The methods are broken up into *1. Collection*, *2. Granule*, and *3. Reference Ground Track (RGT)* query parameter sections.

In [None]:
import requests
import json

In [None]:
# URLs
granule_search_url = 'https://cmr.earthdata.nasa.gov/search/granules'
collection_search_url = 'https://cmr.earthdata.nasa.gov/search/collections'

# If using scrolling, it is good practice to clear the session when done to free up resources on the server using this url
clear_scroll_url = 'https://cmr.earthdata.nasa.gov/search/clear-scroll'

### <b>1. Query Collections</b>

#### *What is the latest <b>version</b> for a collection?*

In [None]:
params = {
    'short_name': 'ATL06',
}
headers={'Accept': 'application/json'}

response = requests.get(collection_search_url, params=params, headers=headers)
results = response.json()

versions = [el['version_id'] for el in results['feed']['entry']]
latest_version = max(versions)  # may need to adjust this if collection versions aren't in lexographic order
print(f'Latest version {latest_version}')

#### *'has_granules_created_at'*

Check which ICESat-2 collections have new granules since a given time.
Collections can be queried for whether they have new granules in a given time-range using the 'has_granules_created_at' parameter

In [None]:
last_query_datetime = '2020-12-01T00:00:00Z'
params = {
    'short_name': 'ATL??',
    'version': '003',
    'options[short_name][pattern]': 'true',
    'has_granules_created_at': f'{last_query_datetime},'  # Note: empty upper bound defaults to today
}
headers={'Accept': 'application/json'}

response = requests.get(collection_search_url, params=params, headers=headers)
results = response.json()['feed']['entry']

collections = [el['short_name'] for el in results]
print(f'Have granules created since {last_query_datetime}: {collections}')

#### *'has_granules_revised_at'*

Check which ICESat-2 collections have new or updated granules since a given time. To similarly query collections for both new or updated granules in a given time-range, use the 'has_granules_revised_at' parameter

In [None]:
last_query_datetime = '2020-12-01T00:00:00Z'
params = {
    'short_name': 'ATL??',
    'version': '003',
    'options[short_name][pattern]': 'true',
    'has_granules_revised_at': f'{last_query_datetime},'  # Note: empty upper bound defaults to today
}
headers={'Accept': 'application/json'}

response = requests.get(collection_search_url, params=params, headers=headers)
results = response.json()['feed']['entry']

collections = [el['short_name'] for el in results]
print(f'Have granules created since {last_query_datetime}: {collections}')

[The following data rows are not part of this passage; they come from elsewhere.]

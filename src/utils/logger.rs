use std::path::PathBuf;
use tracing_appender::non_blocking::WorkerGuard;
use tracing_subscriber::EnvFilter;

const DEBUG_ENV: &str = "PEG_DEBUG";

/// Write debug logs to a daily rolling file when PEG_DEBUG is set.
///
/// The returned guard must live until exit or buffered lines are lost.
pub fn init_logging() -> Option<WorkerGuard> {
    std::env::var_os(DEBUG_ENV)?;

    let log_dir = log_dir();
    let _ = std::fs::create_dir_all(&log_dir);

    let file_appender = tracing_appender::rolling::daily(&log_dir, "peg.log");
    let (non_blocking, guard) = tracing_appender::non_blocking(file_appender);

    // RUST_LOG narrows or widens the default
    let filter = EnvFilter::try_from_default_env().unwrap_or_else(|_| EnvFilter::new("peg=debug"));

    tracing_subscriber::fmt()
        .with_writer(non_blocking)
        .with_ansi(false)
        .with_env_filter(filter)
        .init();

    tracing::info!("peg {} logging to {}", env!("CARGO_PKG_VERSION"), log_dir.display());
    Some(guard)
}

/// `~/.local/share/peg` on Linux, the platform equivalent elsewhere
fn log_dir() -> PathBuf {
    dirs::data_local_dir()
        .unwrap_or_else(|| PathBuf::from("."))
        .join("peg")
}
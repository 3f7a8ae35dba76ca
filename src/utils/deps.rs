use std::path::Path;
use std::process::{Command, Stdio};

/// Check whether the ffmpeg binary at `program` can be executed
pub fn ffmpeg_available(program: &Path) -> bool {
    check_command(program, &["-version"])
}

/// Check if a command is available
fn check_command(program: &Path, args: &[&str]) -> bool {
    Command::new(program)
        .args(args)
        .stdin(Stdio::null())
        .stdout(Stdio::null())
        .stderr(Stdio::null())
        .status()
        .is_ok_and(|s| s.success())
}
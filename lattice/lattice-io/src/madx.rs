//! MAD-X TFS survey/twiss decoder.
//!
//! Decodes a MAD-X TFS table (see [`crate::tfs`]) into a [`Beamline`].
//! The table kind comes from the `TYPE` header: `SURVEY` tables carry
//! absolute 3-D positions with the longitudinal coordinate in `Z`;
//! `TWISS` tables carry the cumulative path length in `S` instead.
//!
//! In twiss mode the table stores *cumulative* multipole strengths
//! (`K1L`, `K2L`, `K3L`); per-length strengths are derived by dividing by
//! the element length. A zero-length multipole therefore divides by zero
//! and the IEEE infinity/NaN propagates into the element, as it did in
//! every producer of these files; a warning is logged instead of guarding.

use std::path::Path;

use nalgebra::Point3;
use tracing::{debug, warn};

use lattice_types::{Beamline, Element};

use crate::error::{ReadError, Result};
use crate::table::{Row, Table};
use crate::tfs;

/// Read a MAD-X TFS file into a [`Beamline`].
///
/// # Errors
///
/// - [`ReadError::TfsFormat`] if the file is not a TFS table (or carries
///   no `TYPE` header) - the signal [`crate::read`] falls back on
/// - [`ReadError::FileType`] if `TYPE` is neither `SURVEY` nor `TWISS`
/// - [`ReadError::UnknownElementType`] for an unmapped keyword
pub fn read_madx<P: AsRef<Path>>(path: P) -> Result<Beamline> {
    let table = tfs::read_tfs_file(path)?;
    madx_table_to_beamline(&table)
}

/// Decode an already-read MAD-X table, dispatching on its `TYPE` header.
///
/// # Errors
///
/// See [`read_madx`].
pub fn madx_table_to_beamline(table: &Table) -> Result<Beamline> {
    let file_type = table
        .header("TYPE")
        .ok_or_else(|| ReadError::tfs_format("no TYPE key in header; not a MAD-X table"))?;

    let survey = match file_type {
        "SURVEY" => true,
        "TWISS" => false,
        other => return Err(ReadError::file_type("TFS", other)),
    };

    decode(table, survey)
}

/// Decode a MAD-X survey table, skipping the `TYPE` header check.
///
/// # Errors
///
/// See [`read_madx`].
pub fn madx_survey_to_beamline(table: &Table) -> Result<Beamline> {
    decode(table, true)
}

/// Decode a MAD-X twiss table, skipping the `TYPE` header check.
///
/// # Errors
///
/// See [`read_madx`].
pub fn madx_twiss_to_beamline(table: &Table) -> Result<Beamline> {
    decode(table, false)
}

#[allow(clippy::float_cmp)]
fn decode(table: &Table, survey: bool) -> Result<Beamline> {
    let mut elements = Vec::with_capacity(table.len());

    for row in table.rows() {
        let name = row.text("NAME")?.to_string();
        let length = row.number("L")?;

        let z = if survey {
            row.number("Z")?
        } else {
            row.number("S")?
        };
        let position = Point3::new(row.number("X")?, row.number("Y")?, z);

        let keyword = row.text("KEYWORD")?;

        let (k1, k2, k3) = if !survey && keyword.ends_with("POLE") {
            if length == 0.0 {
                warn!(
                    name = %name,
                    keyword = %keyword,
                    "zero-length multipole: per-length strength divides by zero"
                );
            }
            (
                row.number("K1L")? / length,
                row.number("K2L")? / length,
                row.number("K3L")? / length,
            )
        } else {
            (0.0, 0.0, 0.0)
        };

        let element = match keyword {
            "DRIFT" => Element::drift(name, position, length),
            "RBEND" => Element::rbend(name, position, length, angle(&row)?),
            "SBEND" => Element::sbend(name, position, length, angle(&row)?),
            "QUADRUPOLE" => Element::quadrupole(name, position, length, k1),
            "SEXTUPOLE" => Element::sextupole(name, position, length, k2),
            // Keyword-table quirk kept from the reference data flow:
            // octupoles land in the sextupole slot, carrying k3.
            "OCTUPOLE" => Element::sextupole(name, position, length, k3),
            "HKICKER" => Element::hkicker(name, position, length, angle(&row)?),
            "VKICKER" => Element::vkicker(name, position, length, angle(&row)?),
            "KICKER" => Element::kicker(name, position, length, angle(&row)?),
            "MARKER" => Element::marker(name, position),
            "MONITOR" => Element::monitor(name, position),
            other => return Err(ReadError::unknown_element(name, other)),
        };
        elements.push(element);
    }

    debug!(
        elements = elements.len(),
        survey, "decoded MAD-X table"
    );
    Ok(Beamline::new(elements))
}

fn angle(row: &Row<'_>) -> Result<f64> {
    row.number("ANGLE")
}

### <b>2. Query Granules</b>

#### *'updated_since'*

Checking for recently updated and/or added granules for a given bounding box. The parameter 'updated_since' will return granules added or updated since the given date

In [None]:
short_name = 'ATL03'
last_query_datetime = '2020-11-01T00:00:00Z'
page_size = 100
params = {
    'short_name': 'ATL03',
    'version': '003',
    'bounding_box': '-109.060253,36.992426,-102.041524,41.003444',  # Colorado
    'updated_since': last_query_datetime,
    'scroll': 'true',  # initiates a session for this query, ensuring efficient accurate retrieval of results
    'page_size': page_size
}
headers={'Accept': 'application/json'}

granules = []
scroll_id = None
count = 0
while True:
    response = requests.get(granule_search_url, params=params, headers=headers)
    if scroll_id is None:
        scroll_id = response.headers['CMR-Scroll-Id']
        headers['scroll_id'] = scroll_id
        hits = int(response.headers['CMR-Hits'])

    results = response.json()['feed']['entry']
    count += len(results)
    granules.extend(results)

    if count == hits:
        break

# Clear scroll id to release resources on servers
requests.post(clear_scroll_url, json={'scroll_id': scroll_id}, headers={'Content-Type': 'application/json'})

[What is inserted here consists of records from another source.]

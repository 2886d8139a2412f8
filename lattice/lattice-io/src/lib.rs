//! Format decoders normalising lattice descriptions into beamlines.
//!
//! Accelerator codes describe the same machine in wildly different
//! tabular schemas: column names, units, coordinate conventions and
//! element-type vocabularies all differ. This crate maps each supported
//! source onto the single element model of `lattice-types`:
//!
//! - [`read_madx`] / [`madx_table_to_beamline`] - MAD-X TFS survey/twiss
//!   tables (`TYPE` header, dot-delimited names, cumulative `K1L`-style
//!   strengths)
//! - [`read_mad8`] / [`mad8_table_to_beamline`] - MAD8 tables
//!   (`DATAVRSN` header, 4-letter keywords, `SUML` path length)
//! - [`read_bdsim_survey`] - BDSIM whitespace survey dumps with bracketed
//!   unit suffixes and an optional "straighten" mode
//! - [`beamline_from_tracker`] - in-memory tracking-toolkit sequences via
//!   the explicit [`TrackerElement`] boundary
//! - [`read`] - auto-detecting front end over the two table formats
//!
//! Decoding is strict: an element keyword with no mapping is a hard
//! [`ReadError::UnknownElementType`], never silently dropped. Decoding is
//! also all-or-nothing; a failure partway through abandons the file.
//!
//! # Example
//!
//! ```
//! use lattice_io::{madx_table_to_beamline, Table};
//! use lattice_types::ElementTag;
//!
//! let mut table = Table::new(["NAME", "KEYWORD", "S", "L", "X", "Y"])
//!     .with_header("TYPE", "TWISS");
//! table.push_row(["D.1", "DRIFT", "1.0", "1.0", "0.0", "0.0"]).unwrap();
//!
//! let line = madx_table_to_beamline(&table).unwrap();
//! assert_eq!(line[0].tag(), ElementTag::Drift);
//! ```

#![warn(missing_docs)]
#![warn(clippy::all)]
#![warn(clippy::pedantic)]
#![deny(clippy::unwrap_used)]
#![deny(clippy::expect_used)]
#![allow(
    clippy::module_name_repetitions,
    clippy::must_use_candidate,
    clippy::missing_errors_doc
)]

mod bdsim;
mod error;
mod mad8;
mod madx;
mod table;
mod tfs;
mod tracker;

pub use bdsim::{bdsim_table_to_beamline, parse_bdsim_survey_str, read_bdsim_survey};
pub use error::{ReadError, Result};
pub use mad8::{mad8_table_to_beamline, read_mad8};
pub use madx::{
    madx_survey_to_beamline, madx_table_to_beamline, madx_twiss_to_beamline, read_madx,
};
pub use table::{Row, Table};
pub use tfs::{parse_tfs_str, read_tfs_file};
pub use tracker::{beamline_from_tracker, TrackerElement, TrackerKind};

use std::path::Path;

use lattice_types::Beamline;

/// Read a lattice table file, auto-detecting MAD-X vs MAD8.
///
/// Tries the MAD-X TFS reader first. If - and only if - that reader
/// reports [`ReadError::TfsFormat`] ("this is not that format"), the MAD8
/// reader is tried instead. Every other error propagates unchanged.
///
/// # Errors
///
/// Whatever the selected reader returns; see [`read_madx`] and
/// [`read_mad8`].
pub fn read<P: AsRef<Path>>(path: P) -> Result<Beamline> {
    let path = path.as_ref();
    match read_madx(path) {
        Err(ReadError::TfsFormat { .. }) => read_mad8(path),
        other => other,
    }
}
//! MAD8 survey/twiss decoder.
//!
//! MAD8 tables carry their kind in the `DATAVRSN` header key and use
//! 4-letter element keywords. The longitudinal coordinate is `Z` for
//! surveys and the cumulative length column `SUML` otherwise. MAD8
//! lattices start with a sentinel row whose keyword is blank; that row
//! (and only that row) is skipped.
//!
//! The native MAD8 binary "tape" reader stays an external collaborator;
//! [`read_mad8`] handles tables re-encoded in the TFS skeleton, and
//! [`mad8_table_to_beamline`] accepts any [`Table`] however it was read.

use std::path::Path;

use nalgebra::Point3;
use tracing::debug;

use lattice_types::{Beamline, Element};

use crate::error::{ReadError, Result};
use crate::table::Table;
use crate::tfs;

/// Read a TFS-encoded MAD8 file into a [`Beamline`].
///
/// # Errors
///
/// - [`ReadError::TfsFormat`] if the file lacks the TFS skeleton
/// - [`ReadError::MissingHeader`] if there is no `DATAVRSN` key
/// - [`ReadError::FileType`] if `DATAVRSN` is neither `SURVEY` nor `TWISS`
/// - [`ReadError::UnknownElementType`] for an unmapped keyword
pub fn read_mad8<P: AsRef<Path>>(path: P) -> Result<Beamline> {
    let table = tfs::read_tfs_file(path)?;
    mad8_table_to_beamline(&table)
}

/// Decode an already-read MAD8 table, dispatching on its `DATAVRSN` header.
///
/// # Errors
///
/// See [`read_mad8`].
pub fn mad8_table_to_beamline(table: &Table) -> Result<Beamline> {
    let file_type = table
        .header("DATAVRSN")
        .ok_or(ReadError::MissingHeader { key: "DATAVRSN" })?;

    let survey = match file_type {
        "SURVEY" => true,
        "TWISS" => false,
        other => return Err(ReadError::file_type("MAD8", other)),
    };

    decode(table, survey)
}

fn decode(table: &Table, survey: bool) -> Result<Beamline> {
    let mut elements = Vec::with_capacity(table.len());

    for (index, row) in table.rows().enumerate() {
        let keyword = row.text("KEYWORD")?;

        // Every MAD8 lattice opens with a blank sentinel row. Only the
        // first row gets this treatment; a blank keyword later in the
        // table is unmapped like any other.
        if keyword.is_empty() && index == 0 {
            continue;
        }

        let name = row.text("NAME")?.to_string();
        let length = row.number("L")?;

        let z = if survey {
            row.number("Z")?
        } else {
            row.number("SUML")?
        };
        let position = Point3::new(row.number("X")?, row.number("Y")?, z);

        let element = match keyword {
            "DRIF" => Element::drift(name, position, length),
            "RBEN" => Element::rbend(name, position, length, row.number("ANGLE")?),
            "SBEN" => Element::sbend(name, position, length, row.number("ANGLE")?),
            "QUAD" => Element::quadrupole(name, position, length, row.number("K1")?),
            "SEXT" => Element::sextupole(name, position, length, row.number("K2")?),
            // Octupoles land in the sextupole slot, as in the MAD-X path.
            "OCTU" => Element::sextupole(name, position, length, row.number("K3")?),
            "HKIC" => Element::hkicker(name, position, length, row.number("ANGLE")?),
            "VKIC" => Element::vkicker(name, position, length, row.number("ANGLE")?),
            "KICK" => Element::kicker(name, position, length, row.number("ANGLE")?),
            "MARK" => Element::marker(name, position),
            "MONI" => Element::monitor(name, position),
            "SOLE" => Element::solenoid(name, position, length, 0.0),
            "ECOL" => Element::collimator(name, position, length),
            "LCAV" => Element::cavity(name, position, length),
            "MATR" => Element::generic_map(name, position, length),
            other => return Err(ReadError::unknown_element(name, other)),
        };
        elements.push(element);
    }

    debug!(elements = elements.len(), survey, "decoded MAD8 table");
    Ok(Beamline::new(elements))
}
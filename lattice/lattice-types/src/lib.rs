//! Typed accelerator-lattice element model for schematic drawing.
//!
//! This crate defines the unified element model that the per-format
//! decoders in `lattice-io` normalise into, and the [`Beamline`]
//! container that the `lattice-draw` renderer consumes:
//!
//! - [`Element`] - name, end position, length and an [`ElementKind`]
//!   payload (bend angle, quadrupole gradient, ...)
//! - [`ElementTag`] - payload-free kind discriminant, used as a lookup key
//! - [`Beamline`] - ordered, fixed-length element sequence with a single
//!   bulk-translation mutation
//!
//! # Layer 0
//!
//! Zero I/O and zero rendering dependencies; this crate is pure data.
//!
//! # Example
//!
//! ```
//! use lattice_types::{Beamline, Element};
//! use nalgebra::Point3;
//!
//! let line = Beamline::new(vec![
//!     Element::drift("d1", Point3::new(0.0, 0.0, 1.0), 1.0),
//!     Element::quadrupole("qf", Point3::new(0.0, 0.0, 1.5), 0.5, 0.2),
//! ]);
//!
//! assert_eq!(line.len(), 2);
//! assert_eq!(line[1].strength(), Some(0.2));
//! ```

#![warn(missing_docs)]
#![warn(clippy::all)]
#![warn(clippy::pedantic)]
#![deny(clippy::unwrap_used)]
#![deny(clippy::expect_used)]
#![allow(clippy::module_name_repetitions, clippy::must_use_candidate)]

mod beamline;
mod element;

pub use beamline::Beamline;
pub use element::{Element, ElementKind, ElementTag, ALL_TAGS};
//! Ordered beamline container.

use nalgebra::Vector3;

#[cfg(feature = "serde")]
use serde::{Deserialize, Serialize};

use crate::Element;

/// An ordered, fixed-length sequence of [`Element`]s.
///
/// Order is file/sequence order, which is physical order along the machine.
/// After construction the length never changes; the only mutation path is
/// [`Beamline::add_offset`], which translates every element in place.
///
/// # Example
///
/// ```
/// use lattice_types::{Beamline, Element};
/// use nalgebra::{Point3, Vector3};
///
/// let mut line = Beamline::new(vec![
///     Element::drift("d1", Point3::new(0.0, 0.0, 1.0), 1.0),
///     Element::marker("end", Point3::new(0.0, 0.0, 1.0)),
/// ]);
/// assert_eq!(line.len(), 2);
///
/// line.add_offset(Vector3::new(0.0, 0.1, 0.0));
/// assert_eq!(line[0].position.y, 0.1);
/// ```
#[derive(Debug, Clone, PartialEq, Default)]
#[cfg_attr(feature = "serde", derive(Serialize, Deserialize))]
pub struct Beamline {
    elements: Vec<Element>,
}

impl Beamline {
    /// Build a beamline from a sequence of elements, preserving order.
    #[must_use]
    pub fn new(elements: impl IntoIterator<Item = Element>) -> Self {
        Self {
            elements: elements.into_iter().collect(),
        }
    }

    /// Number of elements.
    #[must_use]
    pub fn len(&self) -> usize {
        self.elements.len()
    }

    /// Whether the beamline holds no elements.
    #[must_use]
    pub fn is_empty(&self) -> bool {
        self.elements.is_empty()
    }

    /// The element at `index`, if in bounds.
    #[must_use]
    pub fn get(&self, index: usize) -> Option<&Element> {
        self.elements.get(index)
    }

    /// All elements as a slice.
    #[must_use]
    pub fn elements(&self) -> &[Element] {
        &self.elements
    }

    /// Iterate over the elements in machine order.
    pub fn iter(&self) -> std::slice::Iter<'_, Element> {
        self.elements.iter()
    }

    /// Translate every element's position by `offset`.
    ///
    /// Names, lengths and kinds are untouched. This is the only
    /// post-construction mutation the container supports.
    pub fn add_offset(&mut self, offset: Vector3<f64>) {
        for element in &mut self.elements {
            element.position += offset;
        }
    }
}

impl<I> std::ops::Index<I> for Beamline
where
    I: std::slice::SliceIndex<[Element]>,
{
    type Output = I::Output;

    fn index(&self, index: I) -> &Self::Output {
        &self.elements[index]
    }
}

impl<'a> IntoIterator for &'a Beamline {
    type Item = &'a Element;
    type IntoIter = std::slice::Iter<'a, Element>;

    fn into_iter(self) -> Self::IntoIter {
        self.iter()
    }
}

impl FromIterator<Element> for Beamline {
    fn from_iter<T: IntoIterator<Item = Element>>(iter: T) -> Self {
        Self::new(iter)
    }
}

#[cfg(test)]
#[allow(clippy::unwrap_used, clippy::expect_used)]
mod tests {
    use super::*;
    use crate::ElementKind;
    use approx::assert_relative_eq;
    use nalgebra::Point3;

    fn three_element_line() -> Beamline {
        Beamline::new(vec![
            Element::drift("d1", Point3::new(0.0, 0.0, 1.0), 1.0),
            Element::quadrupole("q1", Point3::new(0.0, 0.0, 1.5), 0.5, 0.2),
            Element::marker("end", Point3::new(0.0, 0.0, 1.5)),
        ])
    }

    #[test]
    fn preserves_order_and_length() {
        let line = three_element_line();
        assert_eq!(line.len(), 3);
        assert_eq!(line[0].name, "d1");
        assert_eq!(line[1].name, "q1");
        assert_eq!(line[2].name, "end");
    }

    #[test]
    fn slice_access() {
        let line = three_element_line();
        let tail = &line[1..];
        assert_eq!(tail.len(), 2);
        assert_eq!(tail[0].name, "q1");
    }

    #[test]
    fn add_offset_translates_every_position() {
        let mut line = three_element_line();
        let before: Vec<_> = line.iter().cloned().collect();

        line.add_offset(Vector3::new(0.1, -0.2, 3.0));

        for (old, new) in before.iter().zip(line.iter()) {
            assert_relative_eq!(new.position.x, old.position.x + 0.1);
            assert_relative_eq!(new.position.y, old.position.y - 0.2);
            assert_relative_eq!(new.position.z, old.position.z + 3.0);
            // Everything else untouched.
            assert_eq!(new.name, old.name);
            assert_relative_eq!(new.length, old.length);
            assert_eq!(new.kind, old.kind);
        }
    }

    #[test]
    fn offset_keeps_kind_payloads() {
        let mut line = three_element_line();
        line.add_offset(Vector3::new(1.0, 1.0, 1.0));
        assert_eq!(line[1].kind, ElementKind::Quadrupole { k1: 0.2 });
    }

    #[test]
    fn empty_beamline() {
        let line = Beamline::new(Vec::new());
        assert!(line.is_empty());
        assert_eq!(line.get(0), None);
    }
}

print(f'Granules updated for {short_name} since {last_query_datetime}: {len(granules)}')

#### Get information on size and number of updated granules

In [None]:
granule_sizes = [float(granule['granule_size']) for granule in granules]
print(f'The average size of each granule is {mean(granule_sizes):.1f} MB and the total size of all {len(granules)} granules is {sum(granule_sizes):.1f} MB')

In [None]:
granule_list = [granule['producer_granule_id'] for granule in granules]
print ("The first and last updated granules are: " +  str(granule_list[::len(granule_list)-1])) 

#### *'revision_date'*

Checking for added/updated granules for a given bounding box and time-range. The parameter 'revision_date' can also be used to query a time-range for added/revised granules

In [None]:
short_name = 'ATL03'
time_range = '2020-11-01T00:00:00Z,2021-01-01T00:00:00Z'
page_size = 100
params = {
    'short_name': 'ATL03',
    'version': '003',
    'bounding_box': '-109.060253,36.992426,-102.041524,41.003444',  # Colorado
    'revision_date': time_range,
    'scroll': 'true',  # initiates a session for this query, ensuring efficient accurate retrieval of results
    'page_size': page_size
}
headers={'Accept': 'application/json'}

granules = []
scroll_id = None
count = 0
while True:
    response = requests.get(granule_search_url, params=params, headers=headers)
    if scroll_id is None:
        scroll_id = response.headers['CMR-Scroll-Id']
        headers['scroll_id'] = scroll_id
        hits = int(response.headers['CMR-Hits'])

    results = response.json()['feed']['entry']
    count += len(results)
    granules.extend(results)

    if count == hits:
        break

# Clear scroll id to release resources on servers
requests.post(clear_scroll_url, json={'scroll_id': scroll_id}, headers={'Content-Type': 'application/json'})

print(f'Updated granules for {short_name} during the time-range {time_range}: {len(granules)}')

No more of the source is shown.